P1-114 Mechanisms of Inactivation Affect the Relationship between Viral Attachment and Infectivity

Monday, July 23, 2012
Exhibit Hall (Rhode Island Convention Center)
Kirsten Hirneisen, University of Delaware, Newark, DE
Kalmia Kniel, University of Delaware, Newark, DE
Introduction:   Studying norovirus infectivity and persistence in the environment and in food processing is limited due to the inability to propagate norovirus in cell culture and in animal models. Varying processing treatments have differing mechanisms of inactivation which have the potential to affect attachment properties.

Purpose:   This study aims to determine if viral attachment through an ELISA is a means to determine infectivity, using heat, high pressure, ozone and UV-treated murine norovirus (MNV) by correlating ELISA optical density results to plaque assay results for infectivity.

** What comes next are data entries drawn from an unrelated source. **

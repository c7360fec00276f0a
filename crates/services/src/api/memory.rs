use std::collections::{HashMap, HashSet};
use std::sync::{Arc, Mutex, MutexGuard};

use async_trait::async_trait;
use chrono::Duration;
use reqwest::StatusCode;
use study_core::Clock;
use study_core::model::{
    ActiveRecallProgress, CardId, ContentId, ContentPreferences, Flashcard, IdConvention,
    KeyConcept, PersistedId, ReviewGrade, ReviewLogEntry,
};
use study_core::session::{CardFilter, CardUpdate, DisplayModifiers};
use url::Url;

use super::{FlashcardApi, UploadFile, UploadTarget};
use crate::error::ApiError;

/// Backend operations, used to inject failures and count calls.
#[derive(Debug, Clone, Copy, PartialEq, Eq, Hash)]
pub enum Endpoint {
    FetchFlashcards,
    FetchDueCards,
    FetchProgress,
    BatchUpdate,
    BatchDelete,
    Grade,
    FetchPreferences,
    UpdatePreferences,
    FetchKeyConcepts,
    FetchReviewLogs,
    UploadTarget,
    UploadBytes,
}

#[derive(Debug, Clone, Copy)]
enum Failure {
    Unauthorized,
    Status(StatusCode),
}

impl Failure {
    fn to_error(self) -> ApiError {
        match self {
            Failure::Unauthorized => ApiError::Unauthorized,
            Failure::Status(status) => ApiError::HttpStatus(status),
        }
    }
}

#[derive(Default)]
struct ContentRecord {
    cards: Vec<Flashcard>,
    preferences: ContentPreferences,
    key_concepts: Vec<KeyConcept>,
    new_completed: u32,
    review_completed: u32,
}

#[derive(Default)]
struct BackendState {
    contents: HashMap<ContentId, ContentRecord>,
    logs: Vec<ReviewLogEntry>,
    failures: HashMap<Endpoint, Failure>,
    calls: HashMap<Endpoint, usize>,
    uploads: Vec<String>,
    next_card: u64,
}

impl BackendState {
    fn fresh_card_id(&mut self, convention: &IdConvention) -> CardId {
        loop {
            let raw = format!("cfc-{}", self.next_card);
            self.next_card += 1;
            let taken = self
                .contents
                .values()
                .any(|record| record.cards.iter().any(|card| card.id.as_str() == raw));
            if !taken {
                return convention.classify(raw);
            }
        }
    }

    fn content_of(&self, card_id: &PersistedId) -> Option<&ContentId> {
        self.contents.iter().find_map(|(content_id, record)| {
            record
                .cards
                .iter()
                .any(|card| card.id.persisted() == Some(card_id))
                .then_some(content_id)
        })
    }
}

/// In-process stand-in for the backend with per-endpoint failure injection.
///
/// Scheduling is a fixed step table; it only needs to move due dates forward.
#[derive(Clone)]
pub struct InMemoryBackend {
    state: Arc<Mutex<BackendState>>,
    convention: IdConvention,
    clock: Clock,
}

impl Default for InMemoryBackend {
    fn default() -> Self {
        Self::new(Clock::default())
    }
}

impl InMemoryBackend {
    #[must_use]
    pub fn new(clock: Clock) -> Self {
        Self {
            state: Arc::new(Mutex::new(BackendState {
                next_card: 1,
                ..BackendState::default()
            })),
            convention: IdConvention::default(),
            clock,
        }
    }

    fn lock(&self) -> Result<MutexGuard<'_, BackendState>, ApiError> {
        self.state
            .lock()
            .map_err(|e| ApiError::Unavailable(e.to_string()))
    }

    /// Count the call and return the injected failure, if any.
    fn enter(&self, endpoint: Endpoint) -> Result<MutexGuard<'_, BackendState>, ApiError> {
        let mut state = self.lock()?;
        *state.calls.entry(endpoint).or_default() += 1;
        if let Some(failure) = state.failures.get(&endpoint) {
            return Err(failure.to_error());
        }
        Ok(state)
    }

    /// Replace the stored cards of a content item.
    ///
    /// # Errors
    ///
    /// Returns `ApiError::Unavailable` if the state lock is poisoned.
    pub fn seed_cards(&self, content_id: &ContentId, cards: Vec<Flashcard>) -> Result<(), ApiError> {
        let mut state = self.lock()?;
        state.contents.entry(content_id.clone()).or_default().cards = cards;
        Ok(())
    }

    /// # Errors
    ///
    /// Returns `ApiError::Unavailable` if the state lock is poisoned.
    pub fn seed_key_concepts(
        &self,
        content_id: &ContentId,
        concepts: Vec<KeyConcept>,
    ) -> Result<(), ApiError> {
        let mut state = self.lock()?;
        state.contents.entry(content_id.clone()).or_default().key_concepts = concepts;
        Ok(())
    }

    /// Make every call to `endpoint` fail with the given status until recovered.
    pub fn fail_with_status(&self, endpoint: Endpoint, status: StatusCode) {
        if let Ok(mut state) = self.state.lock() {
            state.failures.insert(endpoint, Failure::Status(status));
        }
    }

    pub fn fail_unauthorized(&self, endpoint: Endpoint) {
        if let Ok(mut state) = self.state.lock() {
            state.failures.insert(endpoint, Failure::Unauthorized);
        }
    }

    pub fn recover(&self, endpoint: Endpoint) {
        if let Ok(mut state) = self.state.lock() {
            state.failures.remove(&endpoint);
        }
    }

    #[must_use]
    pub fn calls(&self, endpoint: Endpoint) -> usize {
        self.state
            .lock()
            .map(|state| state.calls.get(&endpoint).copied().unwrap_or(0))
            .unwrap_or(0)
    }

    /// Stored cards of a content item in `idx` order.
    #[must_use]
    pub fn stored_cards(&self, content_id: &ContentId) -> Vec<Flashcard> {
        self.state
            .lock()
            .map(|state| {
                let mut cards = state
                    .contents
                    .get(content_id)
                    .map(|record| record.cards.clone())
                    .unwrap_or_default();
                cards.sort_by_key(Flashcard::idx);
                cards
            })
            .unwrap_or_default()
    }

    /// Upload steps in the order they reached the backend.
    #[must_use]
    pub fn upload_log(&self) -> Vec<String> {
        self.state
            .lock()
            .map(|state| state.uploads.clone())
            .unwrap_or_default()
    }

    fn filtered(cards: &[Flashcard], filter: &CardFilter) -> Vec<Flashcard> {
        let modifiers = DisplayModifiers {
            is_shuffled: false,
            show_only_starred: filter.starred_only,
            selected_key_concepts: filter.key_concepts.iter().cloned().collect(),
        };
        let mut cards: Vec<Flashcard> = cards
            .iter()
            .filter(|card| modifiers.matches(card))
            .cloned()
            .collect();
        cards.sort_by_key(Flashcard::idx);
        cards
    }

    fn interval(preferences: &ContentPreferences, grade: ReviewGrade) -> Duration {
        let steps = preferences.learning_steps_secs();
        let first = steps.first().copied().unwrap_or(60);
        let last = steps.last().copied().unwrap_or(600);
        match grade {
            ReviewGrade::Again => Duration::seconds(i64::from(first)),
            ReviewGrade::Hard => Duration::seconds(i64::from(last)),
            ReviewGrade::Good => Duration::days(1),
            ReviewGrade::Easy => Duration::days(4),
        }
    }
}

#[async_trait]
impl FlashcardApi for InMemoryBackend {
    async fn fetch_flashcards(
        &self,
        content_id: &ContentId,
        filter: &CardFilter,
    ) -> Result<Vec<Flashcard>, ApiError> {
        let state = self.enter(Endpoint::FetchFlashcards)?;
        Ok(state
            .contents
            .get(content_id)
            .map(|record| Self::filtered(&record.cards, filter))
            .unwrap_or_default())
    }

    async fn fetch_due_cards(&self, content_id: &ContentId) -> Result<Vec<Flashcard>, ApiError> {
        let state = self.enter(Endpoint::FetchDueCards)?;
        let now = self.clock.now();
        let mut due: Vec<Flashcard> = state
            .contents
            .get(content_id)
            .map(|record| {
                record
                    .cards
                    .iter()
                    .filter(|card| card.fields.next_review_at.is_none_or(|at| at <= now))
                    .cloned()
                    .collect()
            })
            .unwrap_or_default();
        due.sort_by_key(Flashcard::idx);
        Ok(due)
    }

    async fn fetch_progress(
        &self,
        content_id: &ContentId,
        filter: &CardFilter,
    ) -> Result<ActiveRecallProgress, ApiError> {
        let state = self.enter(Endpoint::FetchProgress)?;
        let Some(record) = state.contents.get(content_id) else {
            return Ok(ActiveRecallProgress::default());
        };
        let now = self.clock.now();
        let cards = Self::filtered(&record.cards, filter);
        let unseen = cards
            .iter()
            .filter(|card| card.fields.next_review_at.is_none())
            .count();
        let due = cards
            .iter()
            .filter(|card| card.fields.next_review_at.is_some_and(|at| at <= now))
            .count();
        let new_budget = record
            .preferences
            .daily_new_limit()
            .saturating_sub(record.new_completed);
        Ok(ActiveRecallProgress {
            new_pending: u32::try_from(unseen).unwrap_or(u32::MAX).min(new_budget),
            new_completed: record.new_completed,
            review_pending: u32::try_from(due).unwrap_or(u32::MAX),
            review_completed: record.review_completed,
        })
    }

    async fn batch_update(
        &self,
        content_id: &ContentId,
        updates: &[CardUpdate],
    ) -> Result<(), ApiError> {
        let mut state = self.enter(Endpoint::BatchUpdate)?;
        let drafts = updates.iter().filter(|update| update.is_new()).count();
        let mut fresh: Vec<CardId> = (0..drafts)
            .map(|_| state.fresh_card_id(&self.convention))
            .collect();
        fresh.reverse();
        let record = state.contents.entry(content_id.clone()).or_default();
        let unknown = updates.iter().any(|update| match &update.id {
            CardId::Persisted(id) => !record.cards.iter().any(|card| card.id.persisted() == Some(id)),
            CardId::Draft(_) => false,
        });
        if unknown {
            return Err(ApiError::HttpStatus(StatusCode::NOT_FOUND));
        }
        for update in updates {
            match &update.id {
                CardId::Persisted(id) => {
                    if let Some(card) = record
                        .cards
                        .iter_mut()
                        .find(|card| card.id.persisted() == Some(id))
                    {
                        let next_review_at = card.fields.next_review_at;
                        card.fields = update.fields.clone();
                        card.fields.next_review_at = next_review_at;
                    }
                }
                CardId::Draft(_) => {
                    if let Some(id) = fresh.pop() {
                        let mut fields = update.fields.clone();
                        fields.next_review_at = None;
                        record.cards.push(Flashcard::new(id, fields));
                    }
                }
            }
        }
        Ok(())
    }

    async fn batch_delete(
        &self,
        content_id: &ContentId,
        ids: &[PersistedId],
    ) -> Result<(), ApiError> {
        let mut state = self.enter(Endpoint::BatchDelete)?;
        if let Some(record) = state.contents.get_mut(content_id) {
            let doomed: HashSet<&PersistedId> = ids.iter().collect();
            record
                .cards
                .retain(|card| card.id.persisted().is_none_or(|id| !doomed.contains(id)));
        }
        Ok(())
    }

    async fn grade(&self, card_id: &PersistedId, grade: ReviewGrade) -> Result<(), ApiError> {
        let mut state = self.enter(Endpoint::Grade)?;
        let now = self.clock.now();
        let content_id = state
            .content_of(card_id)
            .cloned()
            .ok_or(ApiError::HttpStatus(StatusCode::NOT_FOUND))?;
        let seen_before = state.logs.iter().any(|log| &log.card_id == card_id);
        state.logs.push(ReviewLogEntry {
            card_id: card_id.clone(),
            grade,
            reviewed_at: now,
        });

        let Some(record) = state.contents.get_mut(&content_id) else {
            return Err(ApiError::HttpStatus(StatusCode::NOT_FOUND));
        };
        let interval = Self::interval(&record.preferences, grade);
        if let Some(card) = record
            .cards
            .iter_mut()
            .find(|card| card.id.persisted() == Some(card_id))
        {
            card.fields.next_review_at = Some(now + interval);
        }
        if seen_before {
            record.review_completed += 1;
        } else {
            record.new_completed += 1;
        }
        Ok(())
    }

    async fn fetch_preferences(
        &self,
        content_id: &ContentId,
    ) -> Result<ContentPreferences, ApiError> {
        let state = self.enter(Endpoint::FetchPreferences)?;
        Ok(state
            .contents
            .get(content_id)
            .map(|record| record.preferences.clone())
            .unwrap_or_default())
    }

    async fn update_preferences(
        &self,
        content_id: &ContentId,
        preferences: &ContentPreferences,
    ) -> Result<(), ApiError> {
        let mut state = self.enter(Endpoint::UpdatePreferences)?;
        state
            .contents
            .entry(content_id.clone())
            .or_default()
            .preferences = preferences.clone();
        Ok(())
    }

    async fn fetch_key_concepts(&self, content_id: &ContentId) -> Result<Vec<KeyConcept>, ApiError> {
        let state = self.enter(Endpoint::FetchKeyConcepts)?;
        Ok(state
            .contents
            .get(content_id)
            .map(|record| record.key_concepts.clone())
            .unwrap_or_default())
    }

    async fn fetch_review_logs(&self, ids: &[PersistedId]) -> Result<Vec<ReviewLogEntry>, ApiError> {
        let state = self.enter(Endpoint::FetchReviewLogs)?;
        let wanted: HashSet<&PersistedId> = ids.iter().collect();
        Ok(state
            .logs
            .iter()
            .filter(|log| wanted.contains(&log.card_id))
            .cloned()
            .collect())
    }

    async fn request_upload_target(&self, file: &UploadFile) -> Result<UploadTarget, ApiError> {
        let mut state = self.enter(Endpoint::UploadTarget)?;
        let key = format!("uploads/{}/{}", state.uploads.len(), file.name);
        state.uploads.push(format!("target:{}", file.name));
        let upload_url = Url::parse("memory://uploads/")?.join(&key)?;
        Ok(UploadTarget { upload_url, key })
    }

    async fn upload_bytes(&self, target: &UploadTarget, file: &UploadFile) -> Result<(), ApiError> {
        let mut state = self.enter(Endpoint::UploadBytes)?;
        state.uploads.push(format!("bytes:{}", file.name));
        tracing::debug!(key = %target.key, bytes = file.bytes.len(), "stored upload");
        Ok(())
    }
}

Methods:   ELISA plates were coated with porcine gastric mucin (PGM) and untreated and heat-, HPP-, ozone- and UV-treated MNV was added followed by monoclonal anti-MNV antibody. Anti-IgG antibodies were detected by horseradish peroxidase conjugated goat anti-mouse IgG antibody. The average OD405 of MNV-containing wells were divided by negative control wells and expressed as the ‘P/N ratio’; values ≥ 2 were considered positive.  Infectivity of MNV following treatments was determined using the plaque assay.  Capsid integrity was determined by RNase treatment and subsequent RT-PCR.  Positive control wells were coated with virus sample and negative controls included wells without antibody, virus, or PGM coating.

Results:   Heat-treated viral attachment decreased significantly with decreasing viral infectivity.  Heat treated the P/N ratios were 1.86 ± 0.28 and 1.83 ± 0.03, respectively, at 80 and 100 °C, and attachment was not considered to be positive. This correlated MNV inactivated beyond the limit of detection and the MNV capsid was not intact as shown by RNase treatment. HPP-, ozone- and UV-treatment of MNV had no significant difference in attachment from control untreated virus, and the P/N Ratio was ≥ 2 for all treatments where inactivation was beyond the limit of detection. The capsids of HPP-, ozone- and UV-inactivated MNV remained intact as determined by RNase treatment.

Significance:   The relationship between attachment and infectivity varied for the different food processing treatments, whereby, heat-inactivated MNV was the only treatment where this relationship existed. This observation suggests that partial destruction of the viral capsid is necessary to observe any changes in viral attachment to host cell receptors.